====== Data provided

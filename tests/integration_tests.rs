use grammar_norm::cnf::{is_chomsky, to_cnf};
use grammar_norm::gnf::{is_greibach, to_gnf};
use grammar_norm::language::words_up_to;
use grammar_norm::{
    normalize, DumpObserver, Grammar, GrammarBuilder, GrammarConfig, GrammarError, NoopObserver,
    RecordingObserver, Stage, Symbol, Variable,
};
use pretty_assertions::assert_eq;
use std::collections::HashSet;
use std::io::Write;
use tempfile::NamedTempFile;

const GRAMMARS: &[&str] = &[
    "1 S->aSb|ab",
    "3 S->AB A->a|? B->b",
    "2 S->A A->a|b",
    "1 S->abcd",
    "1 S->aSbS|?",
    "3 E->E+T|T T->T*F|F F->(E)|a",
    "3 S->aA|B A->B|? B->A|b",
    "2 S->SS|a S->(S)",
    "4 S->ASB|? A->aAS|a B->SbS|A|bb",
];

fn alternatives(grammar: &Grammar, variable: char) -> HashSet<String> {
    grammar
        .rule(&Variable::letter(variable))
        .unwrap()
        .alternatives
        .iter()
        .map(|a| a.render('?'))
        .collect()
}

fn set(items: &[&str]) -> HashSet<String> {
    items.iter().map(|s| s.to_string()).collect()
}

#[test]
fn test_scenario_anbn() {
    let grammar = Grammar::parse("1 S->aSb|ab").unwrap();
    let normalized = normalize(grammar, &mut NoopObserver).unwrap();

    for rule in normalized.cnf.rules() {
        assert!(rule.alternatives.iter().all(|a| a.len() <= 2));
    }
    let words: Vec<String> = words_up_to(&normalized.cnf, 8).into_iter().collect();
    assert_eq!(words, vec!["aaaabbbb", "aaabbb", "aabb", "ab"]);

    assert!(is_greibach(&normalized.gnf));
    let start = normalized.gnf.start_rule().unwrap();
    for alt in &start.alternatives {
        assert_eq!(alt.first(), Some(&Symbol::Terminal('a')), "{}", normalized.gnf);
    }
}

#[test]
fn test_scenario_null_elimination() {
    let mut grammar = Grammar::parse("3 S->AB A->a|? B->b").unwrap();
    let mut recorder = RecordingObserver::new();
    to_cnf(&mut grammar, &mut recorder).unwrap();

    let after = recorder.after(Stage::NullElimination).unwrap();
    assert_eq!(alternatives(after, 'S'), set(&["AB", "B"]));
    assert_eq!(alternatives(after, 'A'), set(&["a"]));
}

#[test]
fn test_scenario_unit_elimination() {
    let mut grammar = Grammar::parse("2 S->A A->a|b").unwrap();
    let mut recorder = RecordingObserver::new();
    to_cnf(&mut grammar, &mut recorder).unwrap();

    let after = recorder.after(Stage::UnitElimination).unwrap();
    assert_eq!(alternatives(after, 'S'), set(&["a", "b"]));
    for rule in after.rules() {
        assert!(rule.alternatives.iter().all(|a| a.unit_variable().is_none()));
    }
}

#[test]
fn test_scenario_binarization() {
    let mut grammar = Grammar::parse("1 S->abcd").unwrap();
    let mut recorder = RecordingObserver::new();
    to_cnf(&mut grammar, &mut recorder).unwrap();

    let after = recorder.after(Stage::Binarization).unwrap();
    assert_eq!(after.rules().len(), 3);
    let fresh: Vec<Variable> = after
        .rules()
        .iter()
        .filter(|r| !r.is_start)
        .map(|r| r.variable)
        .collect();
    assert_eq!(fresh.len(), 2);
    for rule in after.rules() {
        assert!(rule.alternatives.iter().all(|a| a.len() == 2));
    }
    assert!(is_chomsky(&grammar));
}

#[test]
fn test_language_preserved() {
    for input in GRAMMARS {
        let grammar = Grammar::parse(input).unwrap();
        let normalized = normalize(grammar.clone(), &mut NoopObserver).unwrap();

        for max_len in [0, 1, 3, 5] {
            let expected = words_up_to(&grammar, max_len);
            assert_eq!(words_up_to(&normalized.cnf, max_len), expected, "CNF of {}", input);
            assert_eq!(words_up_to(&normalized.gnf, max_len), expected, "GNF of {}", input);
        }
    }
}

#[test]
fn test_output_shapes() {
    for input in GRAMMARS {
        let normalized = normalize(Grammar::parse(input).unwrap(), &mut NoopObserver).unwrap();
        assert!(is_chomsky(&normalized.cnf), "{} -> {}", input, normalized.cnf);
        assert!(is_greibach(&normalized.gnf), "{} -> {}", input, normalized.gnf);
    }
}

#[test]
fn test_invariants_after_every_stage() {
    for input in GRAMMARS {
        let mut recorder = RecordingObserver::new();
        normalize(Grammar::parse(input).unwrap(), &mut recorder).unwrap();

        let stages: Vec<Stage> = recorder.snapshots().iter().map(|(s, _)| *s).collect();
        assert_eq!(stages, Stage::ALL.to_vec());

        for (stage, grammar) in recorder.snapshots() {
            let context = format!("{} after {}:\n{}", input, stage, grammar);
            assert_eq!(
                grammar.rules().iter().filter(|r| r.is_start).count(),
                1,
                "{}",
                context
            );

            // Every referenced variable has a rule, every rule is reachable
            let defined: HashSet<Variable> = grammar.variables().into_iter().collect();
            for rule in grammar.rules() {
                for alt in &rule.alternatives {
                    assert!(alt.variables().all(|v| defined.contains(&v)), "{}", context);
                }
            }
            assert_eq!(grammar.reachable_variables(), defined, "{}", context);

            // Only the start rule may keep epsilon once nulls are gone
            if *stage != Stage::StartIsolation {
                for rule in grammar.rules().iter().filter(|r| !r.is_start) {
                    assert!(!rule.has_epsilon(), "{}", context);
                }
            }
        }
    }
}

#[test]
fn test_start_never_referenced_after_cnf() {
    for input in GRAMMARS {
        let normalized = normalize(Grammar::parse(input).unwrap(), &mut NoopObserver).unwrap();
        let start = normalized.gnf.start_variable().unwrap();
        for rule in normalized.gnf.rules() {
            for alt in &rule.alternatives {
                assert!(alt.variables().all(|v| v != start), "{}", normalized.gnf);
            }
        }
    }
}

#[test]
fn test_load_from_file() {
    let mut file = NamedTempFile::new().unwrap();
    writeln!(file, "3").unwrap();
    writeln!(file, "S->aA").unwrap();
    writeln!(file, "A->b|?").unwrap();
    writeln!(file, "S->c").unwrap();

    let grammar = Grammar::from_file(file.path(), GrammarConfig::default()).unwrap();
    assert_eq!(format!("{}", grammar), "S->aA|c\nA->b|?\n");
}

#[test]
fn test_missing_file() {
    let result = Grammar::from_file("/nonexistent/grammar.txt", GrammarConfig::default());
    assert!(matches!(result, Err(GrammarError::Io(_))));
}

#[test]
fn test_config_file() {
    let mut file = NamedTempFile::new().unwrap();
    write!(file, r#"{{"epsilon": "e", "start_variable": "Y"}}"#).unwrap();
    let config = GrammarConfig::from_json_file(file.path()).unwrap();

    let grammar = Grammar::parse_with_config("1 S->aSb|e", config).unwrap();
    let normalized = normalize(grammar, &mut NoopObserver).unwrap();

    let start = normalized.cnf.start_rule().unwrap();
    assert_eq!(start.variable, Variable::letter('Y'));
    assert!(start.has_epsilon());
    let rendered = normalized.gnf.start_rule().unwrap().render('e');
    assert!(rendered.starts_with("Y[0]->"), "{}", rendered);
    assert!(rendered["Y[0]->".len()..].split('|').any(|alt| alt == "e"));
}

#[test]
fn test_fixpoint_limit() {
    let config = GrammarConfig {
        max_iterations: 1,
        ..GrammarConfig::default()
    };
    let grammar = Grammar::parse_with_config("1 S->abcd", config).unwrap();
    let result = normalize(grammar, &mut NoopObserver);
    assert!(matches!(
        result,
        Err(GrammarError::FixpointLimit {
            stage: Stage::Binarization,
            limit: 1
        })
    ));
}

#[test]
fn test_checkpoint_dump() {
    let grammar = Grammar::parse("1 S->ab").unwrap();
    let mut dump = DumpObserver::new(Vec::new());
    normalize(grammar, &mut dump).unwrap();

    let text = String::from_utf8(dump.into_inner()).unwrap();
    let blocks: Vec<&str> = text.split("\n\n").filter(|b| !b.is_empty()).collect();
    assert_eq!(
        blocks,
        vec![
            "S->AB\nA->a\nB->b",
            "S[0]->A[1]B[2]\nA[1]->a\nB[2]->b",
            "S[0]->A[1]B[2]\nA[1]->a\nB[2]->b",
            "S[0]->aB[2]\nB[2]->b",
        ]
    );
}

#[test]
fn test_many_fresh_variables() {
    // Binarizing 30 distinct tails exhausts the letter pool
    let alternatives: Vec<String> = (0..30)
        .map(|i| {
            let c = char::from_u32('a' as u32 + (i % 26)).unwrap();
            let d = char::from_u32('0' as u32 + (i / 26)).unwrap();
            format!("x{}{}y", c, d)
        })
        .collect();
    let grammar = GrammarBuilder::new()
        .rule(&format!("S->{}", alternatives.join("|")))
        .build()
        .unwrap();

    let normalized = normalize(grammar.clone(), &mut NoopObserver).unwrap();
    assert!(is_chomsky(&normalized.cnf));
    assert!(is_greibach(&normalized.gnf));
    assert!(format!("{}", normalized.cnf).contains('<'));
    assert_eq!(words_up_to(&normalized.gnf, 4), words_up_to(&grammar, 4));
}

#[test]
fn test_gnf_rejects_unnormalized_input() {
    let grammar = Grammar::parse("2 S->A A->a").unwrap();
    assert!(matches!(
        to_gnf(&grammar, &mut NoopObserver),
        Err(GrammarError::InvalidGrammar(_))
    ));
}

============

_What to produce_
Filter the records, keeping only lines that contain "abcd", and show those lines.

_Solution to this exercise_
    "1 S->abcd",
    let mut grammar = Grammar::parse("1 S->abcd").unwrap();
    let grammar = Grammar::parse_with_config("1 S->abcd", config).unwrap();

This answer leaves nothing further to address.